**YOUR OBJECTIVE**:
Write the records out once more, exactly as they are given.

___ DATA EXTRACTS

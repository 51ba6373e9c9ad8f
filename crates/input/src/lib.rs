//! Terminal input module (engine-facing).
//!
//! This module is intentionally independent of any UI framework. It maps
//! `crossterm` key events into [`crate::types::Command`]s. 2048 has no held-key
//! repeat semantics, so every press maps to at most one command.

pub mod map;

pub use tui_2048_types as types;

pub use map::{handle_key_event, should_quit};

______

**YOUR SOLUTION**:
repository 51ba6373e9c9ad8f
filename crates/input/src/lib.rs
//! Terminal input module (engine-facing).
//!
//! This module is intentionally independent of any UI framework. It maps
//! `crossterm` key events into [`crate::types::Command`]s. 2048 has no held-key
//! repeat semantics, so every press maps to at most one command.

pub mod map;

pub use tui_2048_types as types;

pub use map::{handle_key_event, should_quit};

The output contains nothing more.